Clinical description

CCH is a congenital disorder which can manifest by severe dyspnea with nasal flaring, retraction of sternal notch, subcostal and intercostal indrawing, diaphoresis, cyanosis, pallor, feeding difficulty, systolic murmur at the left sternal edge and accentuated P2 heart sound, depending on the associated lesions. The most common associations are ventricular septal defect (VSD), complete or congenitally corrected transposition of the great arteries, double outlet right ventricle, pulmonary branch stenosis, straddling mitral or tricuspid valve, mitral stenosis, and subpulmonary, subaortic or supravalvular aortic stenosis (see these terms).

Etiology

CCH is caused by abnormal rotation (clockwise or counterclockwise) of the ventricular mass along its long axis during embryonic development. The developmental mechanisms and causes of CCH are still elusive but some studies in mice have linked mutations in the Gja1 gene to the pathogenesis of CCH.

Diagnostic methods

Diagnosis is confirmed by 2-dimensional and color Doppler echocardiography revealing the crossing of the atrioventricular connections, without mixing, at the level of the atrioventricular (AV) valves.

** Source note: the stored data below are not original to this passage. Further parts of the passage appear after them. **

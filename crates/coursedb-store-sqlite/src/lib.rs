//! SQLite backend for the coursedb populator.
//!
//! A [`Database`] owns one synchronous [`rusqlite::Connection`] for the
//! length of a run and releases it on drop or [`Database::close`].

mod encode;
mod schema;
mod store;
mod summary;

pub mod error;

pub use error::{Error, Result};
pub use store::Database;
pub use summary::{SAMPLE_LIMIT, Summary};
use chrono::{DateTime, Utc};
use rust_decimal::Decimal;
use serde::{Deserialize, Serialize};
use sha2::{Digest, Sha256};
use std::fmt;
use std::str::FromStr;
use uuid::Uuid;

use crate::error::{AppError, AppResult, SettlementError};
use crate::ledger::models::AssetCode;

/// Settlement operation state machine.
///
/// Happy path: Requested → Reserved → Submitted → Settled.
/// Decline path: Submitted → Failed → Compensated.
/// Guard failures reject before any funds move: Requested → Rejected.
#[derive(Debug, Clone, Copy, PartialEq, Eq, Serialize, Deserialize)]
#[serde(rename_all = "SCREAMING_SNAKE_CASE")]
pub enum SettlementState {
    Requested,
    Reserved,
    Submitted,
    Settled,
    Failed,
    Compensated,
    Rejected,
}

impl fmt::Display for SettlementState {
    fn fmt(&self, f: &mut fmt::Formatter<'_>) -> fmt::Result {
        write!(f, "{}", self.as_str())
    }
}

impl SettlementState {
    pub fn as_str(&self) -> &'static str {
        match self {
            SettlementState::Requested => "requested",
            SettlementState::Reserved => "reserved",
            SettlementState::Submitted => "submitted",
            SettlementState::Settled => "settled",
            SettlementState::Failed => "failed",
            SettlementState::Compensated => "compensated",
            SettlementState::Rejected => "rejected",
        }
    }

    /// Write-once states. Failed is not terminal: it still owes its
    /// compensating credit.
    pub fn is_terminal(&self) -> bool {
        matches!(
            self,
            SettlementState::Settled
                | SettlementState::Compensated
                | SettlementState::Rejected
        )
    }

    /// Validate a state machine transition. Exhaustive over the source state
    /// so a new state cannot be added without deciding its edges.
    pub fn ensure_transition(from: SettlementState, to: SettlementState) -> AppResult<()> {
        let allowed = match from {
            SettlementState::Requested => matches!(
                to,
                SettlementState::Reserved | SettlementState::Rejected
            ),
            SettlementState::Reserved => matches!(to, SettlementState::Submitted),
            SettlementState::Submitted => {
                matches!(to, SettlementState::Settled | SettlementState::Failed)
            }
            SettlementState::Failed => matches!(to, SettlementState::Compensated),
            // Terminal states accept no transitions
            SettlementState::Settled
            | SettlementState::Compensated
            | SettlementState::Rejected => false,
        };

        if !allowed {
            return Err(SettlementError::InvalidTransition {
                from: from.to_string(),
                to: to.to_string(),
            }
            .into());
        }

        Ok(())
    }
}

impl FromStr for SettlementState {
    type Err = AppError;

    fn from_str(s: &str) -> Result<Self, Self::Err> {
        match s {
            "requested" => Ok(SettlementState::Requested),
            "reserved" => Ok(SettlementState::Reserved),
            "submitted" => Ok(SettlementState::Submitted),
            "settled" => Ok(SettlementState::Settled),
            "failed" => Ok(SettlementState::Failed),
            "compensated" => Ok(SettlementState::Compensated),
            "rejected" => Ok(SettlementState::Rejected),
            other => Err(AppError::InvalidInput(format!(
                "Unknown settlement state: {}",
                other
            ))),
        }
    }
}

#[derive(Debug, Clone, Copy, PartialEq, Eq, Serialize, Deserialize)]
#[serde(rename_all = "lowercase")]
pub enum OperationKind {
    Withdrawal,
    Swap,
}

impl OperationKind {
    pub fn as_str(&self) -> &'static str {
        match self {
            OperationKind::Withdrawal => "withdrawal",
            OperationKind::Swap => "swap",
        }
    }
}

impl FromStr for OperationKind {
    type Err = AppError;

    fn from_str(s: &str) -> Result<Self, Self::Err> {
        match s {
            "withdrawal" => Ok(OperationKind::Withdrawal),
            "swap" => Ok(OperationKind::Swap),
            other => Err(AppError::InvalidInput(format!(
                "Unknown operation kind: {}",
                other
            ))),
        }
    }
}

/// Settlement operation entity.
///
/// Created together with its reservation in one atomic unit; after that the
/// state column is its only mutable field (plus the stamps the transition
/// writes).
#[derive(Debug, Clone, Serialize, Deserialize)]
pub struct SettlementOperation {
    pub id: Uuid,
    pub user_id: Uuid,
    pub kind: OperationKind,
    pub asset: AssetCode,

    #[serde(with = "rust_decimal::serde::float")]
    pub amount: Decimal,
    #[serde(with = "rust_decimal::serde::float")]
    pub fee: Decimal,

    /// Withdrawal destination on the rail (address / account reference)
    pub destination: Option<String>,
    /// Swap target asset
    pub target_asset: Option<AssetCode>,
    /// Swap credit leg, fixed at request time from the quoted rate
    #[serde(with = "rust_decimal::serde::float_option")]
    pub counter_amount: Option<Decimal>,

    pub state: SettlementState,
    /// Token we present to the provider; stable across retries of this
    /// operation so the provider never double-executes
    pub provider_token: String,
    /// Provider's reference for the executed payout, set on settlement
    pub external_reference: Option<String>,
    pub failure_reason: Option<String>,

    pub correlation_id: Uuid,
    pub idempotency_key: String,

    pub created_at: DateTime<Utc>,
    pub submitted_at: Option<DateTime<Utc>>,
    pub updated_at: DateTime<Utc>,
}

impl SettlementOperation {
    pub fn new_withdrawal(
        user_id: Uuid,
        asset: AssetCode,
        amount: Decimal,
        fee: Decimal,
        destination: String,
        idempotency_key: String,
    ) -> Self {
        let id = Uuid::new_v4();
        let now = Utc::now();
        Self {
            id,
            user_id,
            kind: OperationKind::Withdrawal,
            asset,
            amount,
            fee,
            destination: Some(destination),
            target_asset: None,
            counter_amount: None,
            state: SettlementState::Requested,
            provider_token: derive_provider_token(id),
            external_reference: None,
            failure_reason: None,
            correlation_id: Uuid::new_v4(),
            idempotency_key,
            created_at: now,
            submitted_at: None,
            updated_at: now,
        }
    }

    pub fn new_swap(
        user_id: Uuid,
        asset: AssetCode,
        amount: Decimal,
        fee: Decimal,
        target_asset: AssetCode,
        counter_amount: Decimal,
        idempotency_key: String,
    ) -> Self {
        let id = Uuid::new_v4();
        let now = Utc::now();
        Self {
            id,
            user_id,
            kind: OperationKind::Swap,
            asset,
            amount,
            fee,
            destination: None,
            target_asset: Some(target_asset),
            counter_amount: Some(counter_amount),
            state: SettlementState::Requested,
            provider_token: derive_provider_token(id),
            external_reference: None,
            failure_reason: None,
            correlation_id: Uuid::new_v4(),
            idempotency_key,
            created_at: now,
            submitted_at: None,
            updated_at: now,
        }
    }

    /// Amount held back from available while the rail call is in flight
    pub fn total_debit(&self) -> Decimal {
        self.amount + self.fee
    }

    pub fn is_terminal(&self) -> bool {
        self.state.is_terminal()
    }
}

/// Provider-facing idempotency token, deterministically derived from the
/// operation id. Resubmitting the same operation always carries the same
/// token.
pub fn derive_provider_token(operation_id: Uuid) -> String {
    let digest = Sha256::digest(operation_id.as_bytes());
    hex::encode(digest)
}

/// Caller-facing view of one operation; also the payload cached for
/// idempotent replays.
#[derive(Debug, Clone, Serialize, Deserialize)]
pub struct OperationSnapshot {
    pub operation_id: Uuid,
    pub kind: OperationKind,
    pub state: SettlementState,
    pub asset: AssetCode,
    pub amount: String,
    pub fee: String,
    pub target_asset: Option<AssetCode>,
    pub counter_amount: Option<String>,
    pub external_reference: Option<String>,
    pub failure_reason: Option<String>,
    pub created_at: DateTime<Utc>,
    pub updated_at: DateTime<Utc>,
}

impl From<&SettlementOperation> for OperationSnapshot {
    fn from(op: &SettlementOperation) -> Self {
        Self {
            operation_id: op.id,
            kind: op.kind,
            state: op.state,
            asset: op.asset,
            amount: op.amount.to_string(),
            fee: op.fee.to_string(),
            target_asset: op.target_asset,
            counter_amount: op.counter_amount.map(|a| a.to_string()),
            external_reference: op.external_reference.clone(),
            failure_reason: op.failure_reason.clone(),
            created_at: op.created_at,
            updated_at: op.updated_at,
        }
    }
}

#[cfg(test)]
mod tests {
    use super::*;
    use rust_decimal_macros::dec;

    fn op() -> SettlementOperation {
        SettlementOperation::new_withdrawal(
            Uuid::new_v4(),
            AssetCode::Btc,
            dec!(1.5),
            dec!(0.001),
            "bc1q-destination".to_string(),
            "key_0123456789abcdef".to_string(),
        )
    }

    #[test]
    fn test_happy_path_transitions() {
        use SettlementState::*;
        assert!(SettlementState::ensure_transition(Requested, Reserved).is_ok());
        assert!(SettlementState::ensure_transition(Reserved, Submitted).is_ok());
        assert!(SettlementState::ensure_transition(Submitted, Settled).is_ok());
    }

    #[test]
    fn test_failure_path_transitions() {
        use SettlementState::*;
        assert!(SettlementState::ensure_transition(Submitted, Failed).is_ok());
        assert!(SettlementState::ensure_transition(Failed, Compensated).is_ok());
        assert!(SettlementState::ensure_transition(Requested, Rejected).is_ok());
    }

    #[test]
    fn test_terminal_states_accept_no_transitions() {
        use SettlementState::*;
        for terminal in [Settled, Compensated, Rejected] {
            for target in [
                Requested, Reserved, Submitted, Settled, Failed, Compensated, Rejected,
            ] {
                assert!(
                    SettlementState::ensure_transition(terminal, target).is_err(),
                    "{:?} -> {:?} must be rejected",
                    terminal,
                    target
                );
            }
        }
    }

    #[test]
    fn test_illegal_shortcuts_rejected() {
        use SettlementState::*;
        // Funds may not settle without passing through the rail
        assert!(SettlementState::ensure_transition(Reserved, Settled).is_err());
        // Compensation without a recorded failure would break the audit pairing
        assert!(SettlementState::ensure_transition(Submitted, Compensated).is_err());
        // A reserved operation has already touched the ledger
        assert!(SettlementState::ensure_transition(Reserved, Rejected).is_err());
    }

    #[test]
    fn test_provider_token_is_deterministic() {
        let operation = op();
        assert_eq!(
            operation.provider_token,
            derive_provider_token(operation.id)
        );
        assert_eq!(operation.provider_token.len(), 64);

        let other = op();
        assert_ne!(operation.provider_token, other.provider_token);
    }

    #[test]
    fn test_total_debit_includes_fee() {
        assert_eq!(op().total_debit(), dec!(1.501));
    }
}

Failure to obtain a characteristic 4-chamber view (4CV) is a key diagnostic feature of CCH. Biventricular function is normal but perimembranous ventricular septal defects are usually observed. MRI and angiography may be used for the diagnosis of anomalies of the coronary circulation.

Differential diagnosis

Differential diagnosis includes straddling mitral or tricuspid valve, severe forms of Ebstein malformation (the tricuspid valve opens to the infundibulum, giving the appearance of crossing the valves) (see these terms), and double atrial outlet (an outlet orifice apparently crosses the other valve).

Antenatal diagnosis

Prenatal diagnosis can be achieved with a color Doppler ultrasound, by identifying key features of CCH that include the inability to obtain a 4CV at the standard transverse plane through the fetal chest and visualization of the criss cross arrangement of the inflow tracts into the two ventricles simultaneously in the transverse plane of the fetal chest.

Management and treatment

The surgical management of CCH consists of the repair of major and limiting malformations, with ventricular rotation itself being excluded as the reason for the correction. The initial management is determined by the presence or absence of pulmonary stenosis, and its severity. Where the pulmonary flow is inadequate, early intervention with prostaglandin E1 is indicated for maintaining the patency of the patent arterial duct. When anatomic correction fails, balance in pulmonary flow can be achieved with the construction of a systemic-pulmonary shunt. The corrective surgery is determined by the potential use of both ventricles. The Fontan correction may be indicated as a palliative repair option. Jatene's surgical technique (the arterial switch operation) may be proposed to patients where CCH is associated with transposition of the great arteries, VSD, atrial septal defect and patent arterial duct (see these terms).

Prognosis

The prognosis is unfavorable without surgical treatment. However, after correction of the main defect, normal physical, psychomotor and cardiovascular development may be achieved.